Entry procedures and requirements are very fluid right now, and the processes may have changed at Helsinki Vantaa from May 2nd.
You can access Finentry’s page here.
There is no requirement for a PCR-RT test to arrive in Finland (against the law for the government to require one at least from citizens and residents). Still, the government majority-owned airline Finnair requires one (their requirements changed last week – read more here), as do the boats and ferries transporting passengers and cargo between Finland and Estonia or Sweden.
As I was transiting through Germany that requires a negative test (fast antigen tests acceptable), and Lufthansa doesn’t demand PCR-RT, I did one in Mexico regardless because I was not fond of possibly having my nose massaged at midnight at the destination.
Before boarding the flight from Frankfurt to Finland, you have to visit a special podium for the Lufthansa employee to clear you to travel.

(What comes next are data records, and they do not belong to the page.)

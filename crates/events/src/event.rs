use serde::Serialize;
use serde::de::DeserializeOwned;

use civitas_core::AggregateRef;

/// A named domain fact.
///
/// Events are:
/// - **immutable** once appended to the outbox
/// - identified on the wire by [`Event::NAME`], which policies subscribe to
/// - serialized as JSON into the outbox payload column
pub trait Event: Serialize + DeserializeOwned + Send + 'static {
    /// Stable event name (e.g. "ThreadCreated").
    const NAME: &'static str;

    /// Aggregate the event originated from.
    fn aggregate(&self) -> AggregateRef;
}
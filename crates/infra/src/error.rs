//! Errors surfaced by the executors and the drain.

use thiserror::Error;

use civitas_auth::AuthzError;
use civitas_core::DomainError;

use crate::datastore::StoreError;

/// Failure of a command or query, as seen by its caller.
#[derive(Debug, Error, Clone, PartialEq, Eq)]
pub enum OperationError {
    /// Malformed input or output; never retried.
    #[error("validation failed: {0}")]
    Validation(String),

    /// Rejected by the guard chain before any write.
    #[error(transparent)]
    Authorization(#[from] AuthzError),

    /// Business rule violated inside the body; the transaction rolled back.
    #[error("invalid state: {0}")]
    InvalidState(String),

    /// Lost a race with a concurrent writer; the transaction rolled back.
    #[error("state conflict: {0}")]
    Conflict(String),

    #[error("not found: {0}")]
    NotFound(String),

    /// Infrastructure failure. The core does not retry; the caller decides.
    #[error("transient infrastructure failure: {0}")]
    Transient(String),

    #[error("unknown operation: {0}")]
    UnknownOperation(String),
}

impl OperationError {
    pub fn invalid_state(msg: impl Into<String>) -> Self {
        Self::InvalidState(msg.into())
    }

    pub fn not_found(msg: impl Into<String>) -> Self {
        Self::NotFound(msg.into())
    }

    pub fn is_transient(&self) -> bool {
        matches!(self, OperationError::Transient(_) | OperationError::Conflict(_))
    }
}

impl From<DomainError> for OperationError {
    fn from(value: DomainError) -> Self {
        match value {
            DomainError::Validation(msg) | DomainError::InvalidId(msg) => OperationError::Validation(msg),
            DomainError::InvalidState(msg) => OperationError::InvalidState(msg),
            DomainError::NotFound(msg) => OperationError::NotFound(msg),
            DomainError::Conflict(msg) => OperationError::Conflict(msg),
        }
    }
}

impl From<StoreError> for OperationError {
    fn from(value: StoreError) -> Self {
        match value {
            StoreError::UniqueViolation { table, key } => {
                OperationError::Conflict(format!("{table}/{key} already exists"))
            }
            StoreError::Conflict(what) => OperationError::Conflict(what),
            other => OperationError::Transient(other.to_string()),
        }
    }
}

impl From<serde_json::Error> for OperationError {
    fn from(value: serde_json::Error) -> Self {
        OperationError::Validation(value.to_string())
    }
}

/// Failure of a policy handler. The record stays unprocessed for that policy.
#[derive(Debug, Error)]
pub enum PolicyError {
    #[error("failed to decode {event}: {source}")]
    Decode {
        event: String,
        #[source]
        source: serde_json::Error,
    },

    #[error(transparent)]
    Store(#[from] StoreError),

    /// A command invoked by the policy failed.
    #[error("command failed: {0}")]
    Command(#[from] OperationError),

    /// An outbound dependency (RPC node, provider) failed.
    #[error("upstream failure: {0}")]
    Upstream(String),
}

/// Failure of the drain machinery itself (not of a handler).
#[derive(Debug, Error, Clone, PartialEq, Eq)]
pub enum DrainError {
    #[error("unknown consumer: {0}")]
    UnknownConsumer(String),

    #[error("consumer already registered: {0}")]
    DuplicateConsumer(String),

    #[error("{0} is not a projection")]
    NotAProjection(String),

    #[error("consumer lock poisoned: {0}")]
    Poisoned(String),

    #[error(transparent)]
    Store(#[from] StoreError),
}

#[cfg(test)]
mod tests {
    use super::*;

    #[test]
    fn unique_violations_surface_as_conflicts() {
        let err: OperationError = StoreError::UniqueViolation {
            table: "memberships".into(),
            key: "a/b".into(),
        }
        .into();
        assert_eq!(err, OperationError::Conflict("memberships/a/b already exists".into()));
        assert!(err.is_transient());
    }

    #[test]
    fn unavailable_store_is_transient() {
        let err: OperationError = StoreError::Unavailable("pool closed".into()).into();
        assert!(matches!(err, OperationError::Transient(_)));
    }

    #[test]
    fn domain_errors_keep_their_category() {
        assert_eq!(
            OperationError::from(DomainError::validation("bad")),
            OperationError::Validation("bad".into())
        );
        assert_eq!(
            OperationError::from(DomainError::invalid_state("closed")),
            OperationError::InvalidState("closed".into())
        );
    }
}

I merely presented my Finnish ID that is acceptable for intra-Schengen travel and no other questions.
Arrival At Helsinki-Vantaa
The Lufthansa plane pulled up at the gate, and they opened the front door. I had my hopes up that there would be no bus transfer, but was not going to be surprised if there was.
I head the conversation between the Swissport agent and the Lufthansa cabin crew.

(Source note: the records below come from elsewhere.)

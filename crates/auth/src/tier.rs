//! Trust tiers and the lazy upgrade rule.

use chrono::{DateTime, Duration, Utc};
use serde::{Deserialize, Serialize};

/// Verification level of a user, ordered from least to most trusted.
#[derive(Debug, Copy, Clone, PartialEq, Eq, Hash, PartialOrd, Ord, Serialize, Deserialize)]
#[serde(rename_all = "snake_case")]
pub enum TrustTier {
    Incomplete = 0,
    Banned = 1,
    NewlyVerifiedWallet = 2,
    VerifiedWallet = 3,
    SocialVerified = 4,
    ChainVerified = 5,
    FullyVerified = 6,
    ManuallyVerified = 7,
    System = 8,
}

impl TrustTier {
    pub fn level(&self) -> u8 {
        *self as u8
    }

    pub fn from_level(level: u8) -> Option<Self> {
        Some(match level {
            0 => TrustTier::Incomplete,
            1 => TrustTier::Banned,
            2 => TrustTier::NewlyVerifiedWallet,
            3 => TrustTier::VerifiedWallet,
            4 => TrustTier::SocialVerified,
            5 => TrustTier::ChainVerified,
            6 => TrustTier::FullyVerified,
            7 => TrustTier::ManuallyVerified,
            8 => TrustTier::System,
            _ => return None,
        })
    }
}

impl core::fmt::Display for TrustTier {
    fn fmt(&self, f: &mut core::fmt::Formatter<'_>) -> core::fmt::Result {
        write!(f, "{:?}({})", self, self.level())
    }
}

/// A tier promotion that becomes due once an account is old enough.
#[derive(Debug, Copy, Clone, PartialEq, Eq)]
pub struct TierUpgrade {
    pub from: TrustTier,
    pub to: TrustTier,
    pub min_account_age: Duration,
}

impl TierUpgrade {
    /// Fresh wallets are promoted to `VerifiedWallet` after one week.
    pub fn wallet_age() -> Self {
        Self {
            from: TrustTier::NewlyVerifiedWallet,
            to: TrustTier::VerifiedWallet,
            min_account_age: Duration::weeks(1),
        }
    }

    /// Target tier if the upgrade applies right now; upgrades never lower a tier.
    pub fn due(&self, current: TrustTier, registered_at: DateTime<Utc>, now: DateTime<Utc>) -> Option<TrustTier> {
        if current != self.from || self.to <= current {
            return None;
        }
        (now - registered_at >= self.min_account_age).then_some(self.to)
    }
}
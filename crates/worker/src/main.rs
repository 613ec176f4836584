//! Outbox drain worker.
//!
//! Runs every community policy and projection against the configured
//! datastore until interrupted.

use std::sync::Arc;

use anyhow::Context;
use tracing::{info, warn};

use civitas_community::CommunityApp;
use civitas_events::{CommitNotice, InMemoryEventBus};
use civitas_infra::{
    DataStore, DrainWorker, InMemoryDataStore, InfraConfig, LoggingNotificationProvider, PostgresDataStore,
};

fn main() -> anyhow::Result<()> {
    let log_format = civitas_observability::init();
    let config = InfraConfig::from_env().context("invalid configuration")?;
    info!(?log_format, drain = ?config.drain, "starting civitas-worker");

    let store: Arc<dyn DataStore> = match &config.database_url {
        Some(url) => {
            let store = PostgresDataStore::connect(url, config.pg_max_connections)
                .context("failed to connect to Postgres")?;
            store.ensure_schema().context("failed to prepare schema")?;
            info!(max_connections = config.pg_max_connections, "using Postgres datastore");
            Arc::new(store)
        }
        None => {
            warn!("DATABASE_URL not set; using in-memory datastore");
            Arc::new(InMemoryDataStore::new())
        }
    };

    // Notices only reach workers in this process; other writers are picked up by polling.
    let bus = Arc::new(InMemoryEventBus::<CommitNotice>::new());
    let app = CommunityApp::new(
        store,
        Arc::new(LoggingNotificationProvider),
        config.drain.clone(),
        Some(bus.clone()),
    )
    .context("failed to wire community app")?;

    let workers = DrainWorker::spawn_all(app.dispatcher.clone(), Some(bus.as_ref()))
        .context("failed to spawn drain workers")?;

    tokio::runtime::Builder::new_current_thread()
        .enable_all()
        .build()
        .context("failed to build signal runtime")?
        .block_on(tokio::signal::ctrl_c())
        .context("failed to listen for ctrl-c")?;

    info!(workers = workers.len(), "shutting down");
    for worker in workers {
        worker.shutdown();
    }
    Ok(())
}
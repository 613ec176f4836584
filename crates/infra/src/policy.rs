//! Outbox consumers.
//!
//! A [`Policy`] performs side effects for the events it subscribes to. A
//! [`Projection`] is a policy whose only effect is a derived read model that
//! can be thrown away and rebuilt by redraining the outbox from the start.
//!
//! Both are delivered every record **at least once**. A handler must leave
//! the same end state no matter how many times it sees a record; see
//! [`crate::idempotency`] for the accepted patterns.

use civitas_auth::SystemActor;
use civitas_events::{Event, OutboxId, OutboxRecord};

use crate::datastore::Transaction;
use crate::error::PolicyError;

pub trait Policy: Send + Sync {
    /// Stable consumer name; processed marks are stored under it.
    fn name(&self) -> &'static str;

    /// Event names this policy consumes.
    fn inputs(&self) -> &'static [&'static str];

    fn handle(&self, ctx: &mut PolicyContext<'_>, record: &OutboxRecord) -> Result<(), PolicyError>;
}

pub trait Projection: Policy {
    /// Tables owned by the projection, truncated on rebuild.
    fn tables(&self) -> &'static [&'static str];
}

/// Handed to a policy for one record.
///
/// The transaction is the one the record's processed mark will be written
/// through, so effects applied here commit together with the mark.
pub struct PolicyContext<'a> {
    tx: &'a mut dyn Transaction,
    system: &'a SystemActor,
    record_id: OutboxId,
}

impl<'a> PolicyContext<'a> {
    pub fn new(tx: &'a mut dyn Transaction, system: &'a SystemActor, record_id: OutboxId) -> Self {
        Self { tx, system, record_id }
    }

    pub fn tx(&mut self) -> &mut dyn Transaction {
        &mut *self.tx
    }

    /// System actor scoped to this policy, for invoking commands.
    pub fn system(&self) -> &SystemActor {
        self.system
    }

    pub fn record_id(&self) -> OutboxId {
        self.record_id
    }
}

/// Decode a record into its typed event.
pub fn decode<E: Event>(record: &OutboxRecord) -> Result<E, PolicyError> {
    record.envelope.decode::<E>().map_err(|source| PolicyError::Decode {
        event: record.name().to_string(),
        source,
    })
}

The flight would be disembarked to three busses (supposedly 20 passengers per each) using the rear door, and there would be separate transportation for the crew who would spend two nights in Helsinki.

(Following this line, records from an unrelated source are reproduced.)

impl PostgresTransaction {
    /// Split borrow of the runtime and the open connection.
    fn parts(&mut self) -> StoreResult<(&Runtime, &mut PgConnection)> {
        let tx = self
            .tx
            .as_mut()
            .ok_or_else(|| StoreError::Unavailable("transaction already finished".into()))?;
        Ok((self.runtime.as_ref(), &mut **tx))
    }

    fn take(&mut self) -> StoreResult<sqlx::Transaction<'static, Postgres>> {
        self.tx
            .take()
            .ok_or_else(|| StoreError::Unavailable("transaction already finished".into()))
    }
}

/// Serializes access to one `(table, key)` until the transaction ends.
async fn lock_key(conn: &mut PgConnection, table: &str, key: &str) -> Result<(), sqlx::Error> {
    sqlx::query("SELECT pg_advisory_xact_lock(hashtext($1), hashtext($2))")
        .bind(table)
        .bind(key)
        .execute(conn)
        .await?;
    Ok(())
}

impl Drop for PostgresTransaction {
    fn drop(&mut self) {
        // sqlx queues the rollback and returns the connection to the pool by
        // spawning onto the current runtime, so one must be entered here.
        if let Some(tx) = self.tx.take() {
            let _guard = self.runtime.enter();
            drop(tx);
        }
    }
}

impl Transaction for PostgresTransaction {
    fn get(&mut self, table: &str, key: &str) -> StoreResult<Option<JsonValue>> {
        let (runtime, conn) = self.parts()?;
        runtime
            .block_on(async {
                lock_key(&mut *conn, table, key).await?;
                sqlx::query_scalar("SELECT value FROM records WHERE table_name = $1 AND key = $2 FOR UPDATE")
                    .bind(table)
                    .bind(key)
                    .fetch_optional(&mut *conn)
                    .await
            })
            .map_err(|e| map_sqlx_error("get", e))
    }

    fn scan(&mut self, table: &str, prefix: &str) -> StoreResult<Vec<(String, JsonValue)>> {
        let (runtime, conn) = self.parts()?;
        let rows = runtime
            .block_on(
                sqlx::query(
                    r#"
                    SELECT key, value FROM records
                    WHERE table_name = $1 AND left(key, length($2)) = $2
                    ORDER BY key ASC
                    "#,
                )
                .bind(table)
                .bind(prefix)
                .fetch_all(conn),
            )
            .map_err(|e| map_sqlx_error("scan", e))?;
        rows.iter().map(key_value_from_row).collect()
    }

    fn put(&mut self, table: &str, key: &str, value: JsonValue) -> StoreResult<()> {
        let (runtime, conn) = self.parts()?;
        runtime
            .block_on(async {
                lock_key(&mut *conn, table, key).await?;
                sqlx::query(
                    r#"
                    INSERT INTO records (table_name, key, value)
                    VALUES ($1, $2, $3)
                    ON CONFLICT (table_name, key)
                    DO UPDATE SET value = EXCLUDED.value, updated_at = NOW()
                    "#,
                )
                .bind(table)
                .bind(key)
                .bind(value)
                .execute(&mut *conn)
                .await
            })
            .map_err(|e| map_sqlx_error("put", e))?;
        Ok(())
    }

    fn insert(&mut self, table: &str, key: &str, value: JsonValue) -> StoreResult<bool> {
        let (runtime, conn) = self.parts()?;
        let result = runtime
            .block_on(async {
                lock_key(&mut *conn, table, key).await?;
                sqlx::query(
                    r#"
                    INSERT INTO records (table_name, key, value)
                    VALUES ($1, $2, $3)
                    ON CONFLICT (table_name, key) DO NOTHING
                    "#,
                )
                .bind(table)
                .bind(key)
                .bind(value)
                .execute(&mut *conn)
                .await
            })
            .map_err(|e| map_sqlx_error("insert", e))?;
        Ok(result.rows_affected() == 1)
    }

    fn delete(&mut self, table: &str, key: &str) -> StoreResult<bool> {
        let (runtime, conn) = self.parts()?;
        let result = runtime
            .block_on(async {
                lock_key(&mut *conn, table, key).await?;
                sqlx::query("DELETE FROM records WHERE table_name = $1 AND key = $2")
                    .bind(table)
                    .bind(key)
                    .execute(&mut *conn)
                    .await
            })
            .map_err(|e| map_sqlx_error("delete", e))?;
        Ok(result.rows_affected() > 0)
    }

    fn truncate(&mut self, table: &str) -> StoreResult<()> {
        let (runtime, conn) = self.parts()?;
        runtime
            .block_on(
                sqlx::query("DELETE FROM records WHERE table_name = $1")
                    .bind(table)
                    .execute(conn),
            )
            .map_err(|e| map_sqlx_error("truncate", e))?;
        Ok(())
    }

    fn append(&mut self, envelope: EventEnvelope) -> StoreResult<()> {
        let (runtime, conn) = self.parts()?;
        let id: i64 = runtime
            .block_on(
                sqlx::query_scalar(
                    r#"
                    INSERT INTO outbox (event_name, event_payload, aggregate_kind, aggregate_id, created_at)
                    VALUES ($1, $2, $3, $4, $5)
                    RETURNING id
                    "#,
                )
                .bind(envelope.name())
                .bind(envelope.payload())
                .bind(&envelope.aggregate().kind)
                .bind(&envelope.aggregate().id)
                .bind(envelope.created_at())
                .fetch_one(conn),
            )
            .map_err(|e| map_sqlx_error("append", e))?;
        self.appended.push(OutboxId::new(id));
        Ok(())
    }

    fn mark_processed(&mut self, consumer: &str, id: OutboxId, outcome: ProcessOutcome) -> StoreResult<()> {
        let (runtime, conn) = self.parts()?;
        runtime
            .block_on(async {
                sqlx::query(
                    r#"
                    INSERT INTO outbox_processed (consumer, outbox_id, outcome)
                    VALUES ($1, $2, $3)
                    ON CONFLICT (consumer, outbox_id) DO NOTHING
                    "#,
                )
                .bind(consumer)
                .bind(id.value())
                .bind(outcome.as_str())
                .execute(&mut *conn)
                .await?;

                if outcome == ProcessOutcome::Applied {
                    sqlx::query("DELETE FROM outbox_failures WHERE consumer = $1 AND outbox_id = $2")
                        .bind(consumer)
                        .bind(id.value())
                        .execute(&mut *conn)
                        .await?;
                }
                Ok::<(), sqlx::Error>(())
            })
            .map_err(|e| map_sqlx_error("mark_processed", e))
    }

    fn reset_consumer(&mut self, consumer: &str) -> StoreResult<()> {
        let (runtime, conn) = self.parts()?;
        runtime
            .block_on(async {
                sqlx::query("DELETE FROM outbox_processed WHERE consumer = $1")
                    .bind(consumer)
                    .execute(&mut *conn)
                    .await?;
                sqlx::query("DELETE FROM outbox_failures WHERE consumer = $1")
                    .bind(consumer)
                    .execute(&mut *conn)
                    .await?;
                Ok::<(), sqlx::Error>(())
            })
            .map_err(|e| map_sqlx_error("reset_consumer", e))
    }

    #[instrument(skip(self), fields(appended = self.appended.len()), err)]
    fn commit(mut self: Box<Self>) -> StoreResult<Vec<OutboxId>> {
        let tx = self.take()?;
        self.runtime
            .block_on(tx.commit())
            .map_err(|e| map_sqlx_error("commit_transaction", e))?;
        Ok(std::mem::take(&mut self.appended))
    }

    fn rollback(mut self: Box<Self>) -> StoreResult<()> {
        let tx = self.take()?;
        self.runtime
            .block_on(tx.rollback())
            .map_err(|e| map_sqlx_error("rollback", e))
    }
}

fn record_from_row(row: &PgRow) -> StoreResult<OutboxRecord> {
    let id: i64 = row.try_get("id").map_err(decode_error)?;
    let name: String = row.try_get("event_name").map_err(decode_error)?;
    let payload: JsonValue = row.try_get("event_payload").map_err(decode_error)?;
    let kind: String = row.try_get("aggregate_kind").map_err(decode_error)?;
    let aggregate_id: String = row.try_get("aggregate_id").map_err(decode_error)?;
    let created_at: DateTime<Utc> = row.try_get("created_at").map_err(decode_error)?;

    Ok(OutboxRecord::new(
        OutboxId::new(id),
        EventEnvelope::new(name, payload, AggregateRef::new(kind, aggregate_id), created_at),
    ))
}

fn key_value_from_row(row: &PgRow) -> StoreResult<(String, JsonValue)> {
    Ok((
        row.try_get("key").map_err(decode_error)?,
        row.try_get("value").map_err(decode_error)?,
    ))
}

fn decode_error(err: sqlx::Error) -> StoreError {
    StoreError::Serialization(format!("failed to decode row: {err}"))
}

fn map_sqlx_error(operation: &str, err: sqlx::Error) -> StoreError {
    if let sqlx::Error::Database(db) = &err {
        match db.code().as_deref() {
            Some("23505") => {
                return StoreError::UniqueViolation {
                    table: db.table().unwrap_or("records").to_string(),
                    key: db.constraint().unwrap_or("unknown").to_string(),
                };
            }
            Some("40001") | Some("40P01") => {
                return StoreError::Conflict(format!("{operation}: {}", db.message()));
            }
            _ => {}
        }
    }
    StoreError::Unavailable(format!("{operation}: {err}"))
}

As I was sitting at 1A, I was the second last passenger to leave the plane to an almost full bus with roughly 40 passengers (I counted).
I am not quite sure what happened to the intention of boarding 20 to each bus.
We were then taken to a health screening where someone asked about a negative PCR-RT test or if you had one.
I said that I had my test done and was asked to fill out a form.
The line was not long, and I soon had a quick chat with a nurse (I would assume).
It was enough that I showed a positive text message from HUS showing that I was diagnosed with a Covid-19 at the Helsinki-Vantaa in December. I was waived through and told that there is no quarantine or any additional test requirements in place.
There is a service called FINENTRY that you can supposedly use to determine what the requirements are in terms of quarantine and additional Covid-19 test (supposedly free, and you can book them using the service).
If you think, Finland is essentially an island with a long EU outer border with Russia that has been mostly closed for non-citizen and commercial traffic.
There have been issues on the Western border with Sweden where some cities have essentially been integrated, and people live, work and shop on both sides.
The problem has been the prevalence of Covid-19 cases in Sweden compared to Finland, and those coming back to Finland from Sweden have spread it up north.
The temporary Schengen border checks for arrivals to Finland have now been in place for close to a year. In a friendly way, I always remind the Finnish border control about the unlawful checks that are still in place when allowed, per the Schengen, to be in place for a couple of weeks.
The system at the Helsinki-Vantaa can handle a small number of flights but won’t work when the number of travelers rises.
There must be other procedures for intra-Schengen arrivals that are complicated when some EU member states have unilaterally allowed tourists from countries that are still on the EU’s travel ban list.
Either flights from these countries need to go through the arrival checks, or employees who are boarding these planes at outstation need to ensure that passengers are allowed to enter.